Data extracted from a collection
=======
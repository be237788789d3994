//! PostgreSQL job store.

use std::collections::BTreeMap;

use async_trait::async_trait;
use chrono::{DateTime, Utc};
use sqlx::types::Json;
use sqlx::{FromRow, PgPool};

use super::JobStore;
use crate::error::{StoreError, StoreResult};
use crate::model::{
    NewTask, TargetRef, TargetState, TaskId, TaskNode, TaskSpec, TaskStatus, TaskUpdate,
};

const SCHEMA: &str = r#"
CREATE TABLE IF NOT EXISTS job_task (
    id                      BIGSERIAL PRIMARY KEY,
    kind                    TEXT NOT NULL,
    name                    TEXT NOT NULL DEFAULT '',
    status                  TEXT NOT NULL,
    created                 TIMESTAMPTZ NOT NULL,
    started                 TIMESTAMPTZ,
    finished                TIMESTAMPTZ,
    task_impact             INTEGER NOT NULL DEFAULT 0,
    execution_handle        TEXT,
    cancel_flag             BOOLEAN NOT NULL DEFAULT FALSE,
    job_explanation         TEXT NOT NULL DEFAULT '',
    result_output_location  TEXT,
    result_error_trace      TEXT NOT NULL DEFAULT '',
    args_used               JSONB NOT NULL DEFAULT '[]',
    cwd_used                TEXT,
    env_used                JSONB NOT NULL DEFAULT '{}',
    prerequisite_ids        JSONB NOT NULL DEFAULT '[]',
    spec                    JSONB NOT NULL DEFAULT '{}'
);
CREATE INDEX IF NOT EXISTS job_task_status_created_idx ON job_task (status, created);
CREATE TABLE IF NOT EXISTS job_target (
    target_kind  TEXT NOT NULL,
    target_id    BIGINT NOT NULL,
    last_run     TIMESTAMPTZ,
    last_status  TEXT,
    runs         BIGINT NOT NULL DEFAULT 0,
    failed_runs  BIGINT NOT NULL DEFAULT 0,
    PRIMARY KEY (target_kind, target_id)
);
"#;

const TASK_COLUMNS: &str = r#"
    id, kind, name, status, created, started, finished, task_impact,
    execution_handle, cancel_flag, job_explanation, result_output_location,
    result_error_trace, args_used, cwd_used, env_used, prerequisite_ids, spec
"#;

#[derive(Debug, FromRow)]
struct TaskRow {
    id: i64,
    kind: String,
    name: String,
    status: String,
    created: DateTime<Utc>,
    started: Option<DateTime<Utc>>,
    finished: Option<DateTime<Utc>>,
    task_impact: i32,
    execution_handle: Option<String>,
    cancel_flag: bool,
    job_explanation: String,
    result_output_location: Option<String>,
    result_error_trace: String,
    args_used: Json<Vec<String>>,
    cwd_used: Option<String>,
    env_used: Json<BTreeMap<String, String>>,
    prerequisite_ids: Json<Vec<TaskId>>,
    spec: Json<TaskSpec>,
}

impl TryFrom<TaskRow> for TaskNode {
    type Error = StoreError;

    fn try_from(row: TaskRow) -> Result<Self, Self::Error> {
        let id = row.id;
        let corrupt = move |reason: String| StoreError::Corrupt { id, reason };
        let kind = row.kind.parse().map_err(corrupt)?;
        let status = row.status.parse().map_err(corrupt)?;

        Ok(TaskNode {
            id: row.id,
            kind,
            name: row.name,
            status,
            created: row.created,
            started: row.started,
            finished: row.finished,
            task_impact: u32::try_from(row.task_impact).unwrap_or(0),
            execution_handle: row.execution_handle,
            cancel_flag: row.cancel_flag,
            job_explanation: row.job_explanation,
            result_output_location: row.result_output_location,
            result_error_trace: row.result_error_trace,
            args_used: row.args_used.0,
            cwd_used: row.cwd_used,
            env_used: row.env_used.0,
            prerequisite_ids: row.prerequisite_ids.0,
            spec: row.spec.0,
        })
    }
}

/// Job store backed by PostgreSQL.
#[derive(Clone)]
pub struct PgJobStore {
    pool: PgPool,
}

impl PgJobStore {
    pub fn new(pool: PgPool) -> Self {
        Self { pool }
    }

    /// Create the tables if they do not exist yet.
    pub async fn ensure_schema(&self) -> StoreResult<()> {
        sqlx::raw_sql(SCHEMA).execute(&self.pool).await?;
        Ok(())
    }
}

#[async_trait]
impl JobStore for PgJobStore {
    async fn list_active(&self) -> StoreResult<Vec<TaskNode>> {
        let statuses: Vec<&str> = TaskStatus::ACTIVE.iter().map(|s| s.as_str()).collect();
        let rows = sqlx::query_as::<_, TaskRow>(&format!(
            "SELECT {} FROM job_task WHERE status = ANY($1) ORDER BY created ASC, id ASC",
            TASK_COLUMNS
        ))
        .bind(&statuses[..])
        .fetch_all(&self.pool)
        .await?;

        rows.into_iter().map(TaskNode::try_from).collect()
    }

    async fn get(&self, id: TaskId) -> StoreResult<TaskNode> {
        let row = sqlx::query_as::<_, TaskRow>(&format!(
            "SELECT {} FROM job_task WHERE id = $1",
            TASK_COLUMNS
        ))
        .bind(id)
        .fetch_optional(&self.pool)
        .await?
        .ok_or(StoreError::NotFound(id))?;

        TaskNode::try_from(row)
    }

    async fn insert(&self, task: NewTask) -> StoreResult<TaskNode> {
        let created = task.created.unwrap_or_else(Utc::now);
        let row = sqlx::query_as::<_, TaskRow>(&format!(
            r#"
            INSERT INTO job_task (kind, name, status, created, task_impact, spec)
            VALUES ($1, $2, $3, $4, $5, $6)
            RETURNING {}
            "#,
            TASK_COLUMNS
        ))
        .bind(task.kind.as_str())
        .bind(&task.name)
        .bind(task.status.as_str())
        .bind(created)
        .bind(i32::try_from(task.task_impact).unwrap_or(i32::MAX))
        .bind(Json(&task.spec))
        .fetch_one(&self.pool)
        .await?;

        TaskNode::try_from(row)
    }

    async fn update(&self, id: TaskId, update: TaskUpdate) -> StoreResult<TaskNode> {
        let mut tx = self.pool.begin().await?;

        let row = sqlx::query_as::<_, TaskRow>(&format!(
            "SELECT {} FROM job_task WHERE id = $1 FOR UPDATE",
            TASK_COLUMNS
        ))
        .bind(id)
        .fetch_optional(&mut *tx)
        .await?
        .ok_or(StoreError::NotFound(id))?;

        let mut node = TaskNode::try_from(row)?;
        update.apply_to(&mut node)?;

        sqlx::query(
            r#"
            UPDATE job_task SET
                status = $2,
                created = $3,
                started = $4,
                finished = $5,
                execution_handle = $6,
                cancel_flag = $7,
                job_explanation = $8,
                result_output_location = $9,
                result_error_trace = $10,
                args_used = $11,
                cwd_used = $12,
                env_used = $13,
                prerequisite_ids = $14
            WHERE id = $1
            "#,
        )
        .bind(id)
        .bind(node.status.as_str())
        .bind(node.created)
        .bind(node.started)
        .bind(node.finished)
        .bind(&node.execution_handle)
        .bind(node.cancel_flag)
        .bind(&node.job_explanation)
        .bind(&node.result_output_location)
        .bind(&node.result_error_trace)
        .bind(Json(&node.args_used))
        .bind(&node.cwd_used)
        .bind(Json(&node.env_used))
        .bind(Json(&node.prerequisite_ids))
        .execute(&mut *tx)
        .await?;

        tx.commit().await?;
        Ok(node)
    }

    async fn target_state(&self, target: TargetRef) -> StoreResult<Option<TargetState>> {
        let (kind, id) = target.key();
        let row: Option<(Option<DateTime<Utc>>, Option<String>, i64, i64)> = sqlx::query_as(
            r#"
            SELECT last_run, last_status, runs, failed_runs
            FROM job_target
            WHERE target_kind = $1 AND target_id = $2
            "#,
        )
        .bind(kind)
        .bind(id)
        .fetch_optional(&self.pool)
        .await?;

        Ok(row.map(|(last_run, last_status, runs, failed_runs)| TargetState {
            last_run,
            last_status: last_status.and_then(|s| s.parse().ok()),
            runs: runs.max(0) as u64,
            failed_runs: failed_runs.max(0) as u64,
        }))
    }

    async fn record_target_run(
        &self,
        target: TargetRef,
        status: TaskStatus,
        finished: DateTime<Utc>,
    ) -> StoreResult<TargetState> {
        let (kind, id) = target.key();
        let failed: i64 = if status == TaskStatus::Successful { 0 } else { 1 };
        let (runs, failed_runs): (i64, i64) = sqlx::query_as(
            r#"
            INSERT INTO job_target (target_kind, target_id, last_run, last_status, runs, failed_runs)
            VALUES ($1, $2, $3, $4, 1, $5)
            ON CONFLICT (target_kind, target_id) DO UPDATE SET
                last_run = EXCLUDED.last_run,
                last_status = EXCLUDED.last_status,
                runs = job_target.runs + 1,
                failed_runs = job_target.failed_runs + EXCLUDED.failed_runs
            RETURNING runs, failed_runs
            "#,
        )
        .bind(kind)
        .bind(id)
        .bind(finished)
        .bind(status.as_str())
        .bind(failed)
        .fetch_one(&self.pool)
        .await?;

        Ok(TargetState {
            last_run: Some(finished),
            last_status: Some(status),
            runs: runs.max(0) as u64,
            failed_runs: failed_runs.max(0) as u64,
        })
    }
}

#[cfg(test)]
mod tests {
    use super::*;
    use crate::model::TaskKind;

    fn row(kind: &str, status: &str) -> TaskRow {
        TaskRow {
            id: 5,
            kind: kind.to_string(),
            name: "deploy".to_string(),
            status: status.to_string(),
            created: Utc::now(),
            started: None,
            finished: None,
            task_impact: 10,
            execution_handle: None,
            cancel_flag: false,
            job_explanation: String::new(),
            result_output_location: None,
            result_error_trace: String::new(),
            args_used: Json(vec![]),
            cwd_used: None,
            env_used: Json(BTreeMap::new()),
            prerequisite_ids: Json(vec![]),
            spec: Json(TaskSpec::default()),
        }
    }

    #[test]
    fn test_row_conversion() {
        let node = TaskNode::try_from(row("playbook_run", "waiting")).unwrap();
        assert_eq!(node.kind, TaskKind::PlaybookRun);
        assert_eq!(node.status, TaskStatus::Waiting);
        assert_eq!(node.task_impact, 10);
    }

    #[test]
    fn test_corrupt_row_is_reported() {
        let err = TaskNode::try_from(row("workflow", "waiting")).unwrap_err();
        assert!(matches!(err, StoreError::Corrupt { id: 5, .. }));
    }
}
=======
▸ **WHAT TO PRODUCE**: Copy task for the entries above: every line with the string "StoreError".

▸ **EXERCISE RESULT**:
use crate::error::{StoreError, StoreResult};
    type Error = StoreError;
        let corrupt = move |reason: String| StoreError::Corrupt { id, reason };
        .ok_or(StoreError::NotFound(id))?;
        .ok_or(StoreError::NotFound(id))?;
        assert!(matches!(err, StoreError::Corrupt { id: 5, .. }));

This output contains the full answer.